Sunday 5 September 2021

Post-Plotnick Packaging Pictures

It seems there are so many wannabe artists out there, all looking for the stylistic edge that will be distinctively "theirs" – their brand, their trademark, their signature style – that, like the parallel evolution of sabre-toothed dentition or bristling defensive spines, even the weirdest novelties will be thrown up independently any number of times. If you have banked heavily on the uniqueness of your own innovations, then the unwelcome discovery of a stranger's footprints all over what you had considered your private turf can induce annoyance, and even paranoid, violent, and litigious thoughts.
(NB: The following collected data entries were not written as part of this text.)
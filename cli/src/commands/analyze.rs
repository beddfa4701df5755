use crate::output::{json, text};
use crate::{InputArgs, OutputFormat};
use anyhow::Result;
use std::io;
use std::path::Path;
use std::process::ExitCode;

pub fn run(inputs: &InputArgs, tables_dir: Option<&Path>, format: OutputFormat, quiet: bool) -> Result<ExitCode> {
    let config = super::load_config(inputs, None)?;
    let mut analysis = super::run_analysis(inputs, &config)?;
    match tables_dir {
        Some(dir) => {
            let snapshot = super::scan_model(dir, &config)?;
            super::protect_model_dependencies(&mut analysis, &snapshot, &config)?;
        }
        None => log::warn!("no --tables given: removals are not checked against model dependencies"),
    }
    super::write_outputs(inputs, &analysis)?;

    let stdout = io::stdout();
    let mut handle = stdout.lock();
    match format {
        OutputFormat::Text => text::write_analysis_summary(&mut handle, &analysis, &inputs.out, quiet)?,
        OutputFormat::Json => json::write_analysis_summary(&mut handle, &analysis)?,
    }
    Ok(ExitCode::SUCCESS)
}
use binrw::BinRead;

use crate::BlockId;
use crate::consts::GROUP_DESC_SIZE;

/// 块组描述符，位于超级块所在块的下一块
#[derive(Debug, Clone, BinRead)]
#[br(little)]
pub struct GroupDesc {
    pub block_bitmap: u32,
    pub inode_bitmap: u32,
    /// inode 表的起始块号
    inode_table: u32,
    pub free_blocks_count: u16,
    pub free_inodes_count: u16,
    pub used_dirs_count: u16,
    _pad: u16,
    _reserved: [u32; 3],
}

impl GroupDesc {
    pub const SIZE: usize = GROUP_DESC_SIZE;

    #[inline]
    pub fn inode_table(&self) -> BlockId {
        BlockId::new(self.inode_table)
    }
}
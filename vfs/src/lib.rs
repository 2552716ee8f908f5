#![no_std]

extern crate alloc;

mod dirent;
mod stat;

pub use self::{
    dirent::{DirEntry, DirEntryType},
    stat::Stat,
};
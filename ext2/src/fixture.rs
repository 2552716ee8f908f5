//! 测试用的镜像构造器
//!
//! 单块组，64个块，32个 inode；目录只占一个块，普通文件只用直接索引。
//! 布局：引导块 | 超级块 | 描述符 | 块位图 | inode 位图 | inode 表 | 数据块

use alloc::collections::BTreeMap;
use alloc::vec;
use alloc::vec::Vec;

use crate::InodeId;
use crate::consts::*;
use crate::layout::DirEntryHeader;

const BLOCKS: usize = 64;
const INODES: u32 = 32;
const FIRST_INO: u32 = 11;

pub struct Fixture {
    bytes: Vec<u8>,
    block_size: usize,
    inode_size: usize,
    inode_table: usize,
    next_block: u32,
    /// 目录 inode 编号 -> (数据块号, 最后一项的块内偏移)
    dirs: BTreeMap<u32, (u32, usize)>,
}

impl Fixture {
    /// revision 0，128字节 inode
    pub fn new(log_block_size: u32) -> Self {
        Self::build(log_block_size, GOOD_OLD_REV, GOOD_OLD_INODE_SIZE)
    }

    /// dynamic revision，inode 大小由超级块给出
    pub fn dynamic(log_block_size: u32, inode_size: usize) -> Self {
        Self::build(log_block_size, 1, inode_size)
    }

    pub fn inode_table_block(block_size: usize) -> crate::BlockId {
        crate::BlockId::new((SUPERBLOCK_OFFSET / block_size + 4) as u32)
    }

    fn build(log_block_size: u32, rev_level: u32, inode_size: usize) -> Self {
        let block_size = MIN_BLOCK_SIZE << log_block_size;
        let group_desc = SUPERBLOCK_OFFSET / block_size + 1;
        let inode_table = group_desc + 3;
        let inode_table_blocks = (INODES as usize * inode_size).div_ceil(block_size);

        let mut fixture = Self {
            bytes: vec![0; BLOCKS * block_size],
            block_size,
            inode_size,
            inode_table,
            next_block: (inode_table + inode_table_blocks) as u32,
            dirs: BTreeMap::new(),
        };

        let sb = SUPERBLOCK_OFFSET;
        fixture.put_u32(sb, INODES);
        fixture.put_u32(sb + 4, BLOCKS as u32);
        fixture.put_u32(sb + 20, u32::from(block_size == MIN_BLOCK_SIZE));
        fixture.put_u32(sb + 24, log_block_size);
        fixture.put_u32(sb + 32, 8 * block_size as u32);
        fixture.put_u32(sb + 40, INODES);
        fixture.put_u16(sb + 56, MAGIC);
        fixture.put_u16(sb + 58, 1);
        fixture.put_u32(sb + 76, rev_level);
        if rev_level != GOOD_OLD_REV {
            fixture.put_u32(sb + 84, FIRST_INO);
            fixture.put_u16(sb + 88, inode_size as u16);
        }

        let gd = group_desc * block_size;
        fixture.put_u32(gd, (group_desc + 1) as u32);
        fixture.put_u32(gd + 4, (group_desc + 2) as u32);
        fixture.put_u32(gd + 8, inode_table as u32);

        fixture.make_dir(ROOT_INO, ROOT_INO);
        fixture
    }

    /// 在 `parent` 下创建名为 `name`、编号为 `ino` 的目录
    pub fn dir(&mut self, ino: u32, parent: InodeId, name: &str) -> InodeId {
        self.make_dir(ino, parent.get());
        self.link(parent, name.as_bytes(), ino);
        InodeId::new(ino)
    }

    /// 在 `parent` 下创建普通文件，内容写入直接索引块
    pub fn file(&mut self, ino: u32, parent: InodeId, name: &str, contents: &[u8]) -> InodeId {
        let count = contents.len().div_ceil(self.block_size);
        assert!(count <= DIRECT_COUNT, "fixture files use direct blocks only");

        let blocks: Vec<u32> = contents
            .chunks(self.block_size)
            .map(|chunk| {
                let block = self.alloc_block();
                let start = block as usize * self.block_size;
                self.bytes[start..start + chunk.len()].copy_from_slice(chunk);
                block
            })
            .collect();
        self.write_inode(ino, 0o100644, 1, contents.len() as u32, &blocks);
        self.link(parent, name.as_bytes(), ino);
        InodeId::new(ino)
    }

    /// 追加一条原始目录项，`ino` 可以为0（已删除的项）或重复的名字
    pub fn link(&mut self, dir: InodeId, name: &[u8], ino: u32) {
        let (block, last) = self.dirs[&dir.get()];
        let base = block as usize * self.block_size;

        let last_len = Self::rec_len(self.bytes[base + last + 6] as usize);
        let offset = last + last_len;
        assert!(
            offset + Self::rec_len(name.len()) <= self.block_size,
            "fixture directory block is full"
        );

        self.put_u16(base + last + 4, last_len as u16);
        self.write_entry(base + offset, ino, (self.block_size - offset) as u16, name);
        self.dirs.insert(dir.get(), (block, offset));
    }

    pub fn set_mode(&mut self, ino: u32, mode: u16) {
        let offset = self.inode_offset(ino);
        self.put_u16(offset, mode);
    }

    pub fn set_size(&mut self, ino: u32, size: u32) {
        let offset = self.inode_offset(ino);
        self.put_u32(offset + 4, size);
    }

    pub fn set_block(&mut self, ino: u32, index: usize, block: u32) {
        let offset = self.inode_offset(ino);
        self.put_u32(offset + 40 + 4 * index, block);
    }

    /// 目录数据块在镜像中的字节偏移
    pub fn dir_block_offset(&self, dir: InodeId) -> usize {
        self.dirs[&dir.get()].0 as usize * self.block_size
    }

    pub fn bytes_mut(&mut self) -> &mut [u8] {
        &mut self.bytes
    }

    pub fn finish(self) -> Vec<u8> {
        self.bytes
    }
}

impl Fixture {
    fn make_dir(&mut self, ino: u32, parent: u32) {
        let block = self.alloc_block();
        self.write_inode(ino, 0o040755, 2, self.block_size as u32, &[block]);

        let base = block as usize * self.block_size;
        self.write_entry(base, ino, self.block_size as u16, b".");
        self.dirs.insert(ino, (block, 0));
        self.link(InodeId::new(ino), b"..", parent);
    }

    fn alloc_block(&mut self) -> u32 {
        let block = self.next_block;
        assert!((block as usize) < BLOCKS, "fixture image is full");
        self.next_block += 1;
        block
    }

    fn write_inode(&mut self, ino: u32, mode: u16, links: u16, size: u32, blocks: &[u32]) {
        let offset = self.inode_offset(ino);
        self.put_u16(offset, mode);
        self.put_u32(offset + 4, size);
        self.put_u16(offset + 26, links);
        self.put_u32(
            offset + 28,
            (blocks.len() * self.block_size) as u32 / SECTOR_SIZE as u32,
        );
        for (i, &block) in blocks.iter().enumerate() {
            self.put_u32(offset + 40 + 4 * i, block);
        }
    }

    fn write_entry(&mut self, at: usize, ino: u32, rec_len: u16, name: &[u8]) {
        self.put_u32(at, ino);
        self.put_u16(at + 4, rec_len);
        self.bytes[at + 6] = name.len() as u8;
        self.bytes[at + 7] = 0;
        let name_at = at + DirEntryHeader::SIZE;
        self.bytes[name_at..name_at + name.len()].copy_from_slice(name);
    }

    fn inode_offset(&self, ino: u32) -> usize {
        assert!((1..=INODES).contains(&ino));
        self.inode_table * self.block_size + (ino as usize - 1) * self.inode_size
    }

    /// 头部加名字，按4字节对齐
    fn rec_len(name_len: usize) -> usize {
        (DirEntryHeader::SIZE + name_len).next_multiple_of(4)
    }

    fn put_u16(&mut self, at: usize, value: u16) {
        self.bytes[at..at + 2].copy_from_slice(&value.to_le_bytes());
    }

    fn put_u32(&mut self, at: usize, value: u32) {
        self.bytes[at..at + 4].copy_from_slice(&value.to_le_bytes());
    }
}
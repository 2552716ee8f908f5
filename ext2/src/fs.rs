//! 面向上层工具的操作
//!
//! ext2cat 这类工具先解析路径，再据 inode 列目录、查看元信息或读出文件内容。

use alloc::string::String;
use alloc::vec::Vec;

use vfs::{DirEntry, DirEntryType, Stat};

use crate::consts::DIRECT_COUNT;
use crate::layout::DiskInode;
use crate::{BlockId, Error, Ext2Image, InodeId, Malformed, Unsupported};

impl Ext2Image<'_> {
    /// 在编号为 `dir` 的目录下查找单个分量
    pub fn lookup(&self, dir: InodeId, name: &str) -> Result<Option<InodeId>, Error> {
        let inode = self.inode(dir)?;
        if !inode.is_dir() {
            return Err(Error::NotADirectory);
        }
        self.find_in_dir(&inode, name)
    }

    /// 目录下的有效项，保持磁盘上的顺序。
    ///
    /// 类型取自目标 inode 的 mode；目标 inode 读不出或 mode 无效时，
    /// 退回目录项自带的 `file_type`，都没有则记为普通文件。
    pub fn read_dir(&self, dir: InodeId) -> Result<Vec<DirEntry>, Error> {
        let inode = self.inode(dir)?;
        if !inode.is_dir() {
            return Err(Error::NotADirectory);
        }

        let mut entries = Vec::new();
        for entry in self.dir_entries(&inode)? {
            let entry = entry.inspect_err(|err| log::warn!("Corrupted directory block: {err}"))?;
            if !entry.is_live() {
                continue;
            }

            let ty = match self.kind_of(entry.inode()) {
                Ok(ty) => ty,
                Err(err) => {
                    log::warn!("Entry {:?} -> inode {}: {err}", entry.name, entry.inode);
                    entry.kind().unwrap_or_default()
                }
            };
            entries.push(DirEntry {
                inode: entry.inode().into(),
                ty,
                name: String::from_utf8_lossy(entry.name).into_owned(),
            });
        }

        Ok(entries)
    }

    pub fn stat(&self, ino: InodeId) -> Result<Stat, Error> {
        let inode = self.inode(ino)?;
        Ok(Stat {
            inode: ino.into(),
            kind: Self::kind(ino, &inode)?,
            perm: inode.permissions().bits(),
            links: inode.links_count.into(),
            size: inode.size(),
            blocks: inode.blocks.into(),
            block_size: self.block_size() as u64,
        })
    }

    /// 读出普通文件的全部内容。
    ///
    /// 只支持直接索引；未分配的块（空洞）读作0。
    pub fn read_file(&self, ino: InodeId) -> Result<Vec<u8>, Error> {
        let inode = self.inode(ino)?;
        if !inode.is_file() {
            return Err(Error::NotAFile);
        }

        let block_size = self.block_size();
        let size = inode.size();
        if size > (DIRECT_COUNT * block_size) as u64 {
            return Err(Unsupported::IndirectBlocks.into());
        }

        let size = size as usize;
        let mut data = Vec::with_capacity(size);
        for index in 0..size.div_ceil(block_size) {
            let len = (size - data.len()).min(block_size);
            match inode.block(index) {
                BlockId::HOLE => data.resize(data.len() + len, 0),
                id => data.extend_from_slice(&self.block(id)?[..len]),
            }
        }

        log::debug!("Read {} bytes from inode {ino}", data.len());
        Ok(data)
    }
}

impl Ext2Image<'_> {
    fn kind_of(&self, ino: InodeId) -> Result<DirEntryType, Error> {
        Self::kind(ino, &self.inode(ino)?)
    }

    fn kind(ino: InodeId, inode: &DiskInode) -> Result<DirEntryType, Error> {
        inode.kind().ok_or(
            Malformed::FileType {
                inode: ino.get(),
                mode: inode.mode,
            }
            .into(),
        )
    }
}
Alternatively, you can just let it go, and write it off to experience. I'm a porcupine, you're a hedgehog, that weirdo over there is an echidna: let's all get along!

More than a decade ago, I wrote about an instance of this that paralleled my own efforts, in the post Snails in Outer Space. Now I've come across an even more striking example.

You may remember me describing my interest in deconstructing cardboard packaging last year (Cut It Out; hey, listen, a man needs a hobby). It had occurred to me – how could it not? – that these oddly-shaped sheets of card would make an interesting series of surfaces for some visual art, whether as an actual "support" for painting or drawing, or scanned as an element in digital art. So I decided to scan a few, cleaned up the shapes, and then superimposed some digital patterns onto them, just to see how it would look. TBH, it wasn't anywhere near as interesting as I'd hoped, and the whole idea went onto the back burner, along with a dozen other such potential ways of occupying the hours between breakfast and bedtime. Maybe later, maybe not.



So, imagine my surprise when I opened the regular emailed newsletter from Photo-Eye, and saw the announcement of their latest "Showcase" artist, someone called Walter Plotnick (no, really) who – you've guessed it – is using scanned deconstructed cardboard packaging as the canvas for some digital art. My initial flash of annoyance was quickly replaced by amusement, however, when I saw quite how dreadful Plotnick's efforts are (IMHO, obviously, you'll have to follow the link). Not only is his scanning crude – nothing screams "scanner!" louder than those horribly abrupt shadowed edges, and that harsh overall contrast – but his taste for a pointless and superficial retro-surrealism is also, well, pointless and superficial; again, IMHO. The whole thing just reeks of "gimmicky art" to me and, if nothing else, it made me glad I had shelved my own packaging project.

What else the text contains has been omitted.